There was another disturbing piece of news from Afghanistan this week. Despite early promises that they wouldn’t restrict women’s rights when they took over power, the Taliban have ordered hair and beauty salons across the country to close. This is the latest outrage committed over the past two years – others include banning teenage girls and women from classrooms, gyms and parks and banning them from working for the United Nations.

Other decrees state that women should be dressed in a way that only reveals their eyes, (as shown in the picture above, with exceptions), and must be accompanied by a male relative if they are travelling more than 72km.

It could be argued that the Taliban are simply following their religious beliefs, but I believe this is arrant nonsense. What is actually happening is a vile attempt at controlling and persecuting women.

For some inexplicable reason, there are men across our species who seem to actually hate women. Sure they desire women, marry them, etc, but they actually want dominion over them. Their contempt is usually veiled by claims that they are simply protecting women or that it is god’s will, or that women need to be pure and chaste. But no matter the rhetoric the result is always pain and distress for women, lost opportunities, and in extreme cases death.
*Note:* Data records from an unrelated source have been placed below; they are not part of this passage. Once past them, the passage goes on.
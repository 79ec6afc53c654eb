//! Repository-relative path normalization.
//!
//! Valid repository paths:
//! - Are non-empty and relative to the repository root
//! - Use `/` as the only separator (`\` is rewritten to `/`)
//! - Contain no `.` or `..` components and no empty components
//! - Never point into the `.mvc` marker directory

use std::fmt;

use serde::{Deserialize, Serialize};

use crate::error::TypeError;

/// Name of the repository marker directory.
pub const MARKER_DIR: &str = ".mvc";

/// A repository-relative, slash-normalized path.
#[derive(Clone, PartialEq, Eq, Hash, PartialOrd, Ord, Serialize, Deserialize)]
#[serde(try_from = "String", into = "String")]
pub struct RepoPath(String);

impl RepoPath {
    /// Normalize and validate a user- or filesystem-supplied path.
    ///
    /// # Examples
    ///
    /// ```
    /// use mvc_types::RepoPath;
    ///
    /// assert_eq!(RepoPath::new("./src\\main.rs").unwrap().as_str(), "src/main.rs");
    /// assert!(RepoPath::new("../escape.txt").is_err());
    /// assert!(RepoPath::new("/etc/passwd").is_err());
    /// ```
    pub fn new(raw: &str) -> Result<Self, TypeError> {
        let invalid = |reason: &str| TypeError::InvalidPath {
            path: raw.to_string(),
            reason: reason.to_string(),
        };

        let unified = raw.replace('\\', "/");
        if unified.is_empty() {
            return Err(invalid("path must not be empty"));
        }
        if unified.starts_with('/') || has_drive_prefix(&unified) {
            return Err(invalid("path must be relative to the repository root"));
        }

        let mut parts = Vec::new();
        for component in unified.split('/') {
            match component {
                "" | "." => continue,
                ".." => return Err(invalid("path must not contain '..'")),
                other => parts.push(other),
            }
        }

        if parts.is_empty() {
            return Err(invalid("path names no file"));
        }
        if parts[0] == MARKER_DIR {
            return Err(invalid("path points into the repository marker directory"));
        }

        Ok(Self(parts.join("/")))
    }

    /// The normalized path string.
    pub fn as_str(&self) -> &str {
        &self.0
    }
}

fn has_drive_prefix(path: &str) -> bool {
    let bytes = path.as_bytes();
    bytes.len() >= 2 && bytes[0].is_ascii_alphabetic() && bytes[1] == b':'
}

impl fmt::Debug for RepoPath {
    fn fmt(&self, f: &mut fmt::Formatter<'_>) -> fmt::Result {
        write!(f, "RepoPath({})", self.0)
    }
}

impl fmt::Display for RepoPath {
    fn fmt(&self, f: &mut fmt::Formatter<'_>) -> fmt::Result {
        f.write_str(&self.0)
    }
}

impl AsRef<str> for RepoPath {
    fn as_ref(&self) -> &str {
        &self.0
    }
}

impl TryFrom<String> for RepoPath {
    type Error = TypeError;

    fn try_from(value: String) -> Result<Self, Self::Error> {
        Self::new(&value)
    }
}

impl From<RepoPath> for String {
    fn from(path: RepoPath) -> Self {
        path.0
    }
}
These medieval views of a woman’s place in society are not limited to theocracies. They exist in incel communities, right wing religious freaks in America, and sadly here in New Zealand. An example of our own home-grown variety are the young violent misogynists who created the ‘roast busters’ outrage a few years back. They also exist in groups who seek to tell women what kind of healthcare they can receive, and also in organisations and companies who still pay women less than men.

I do not know what the answer is to the situation in Afghanistan. Clearly no one is prepared to go to war again to liberate the millions of women and girls in that country who now face a very bleak, controlled, and unpleasant future. But we all can stand up and say ‘no’ to violence against women, especially in our own communities. We can all recognise that being treated fairly and equally in our societies is a right not a privilege. 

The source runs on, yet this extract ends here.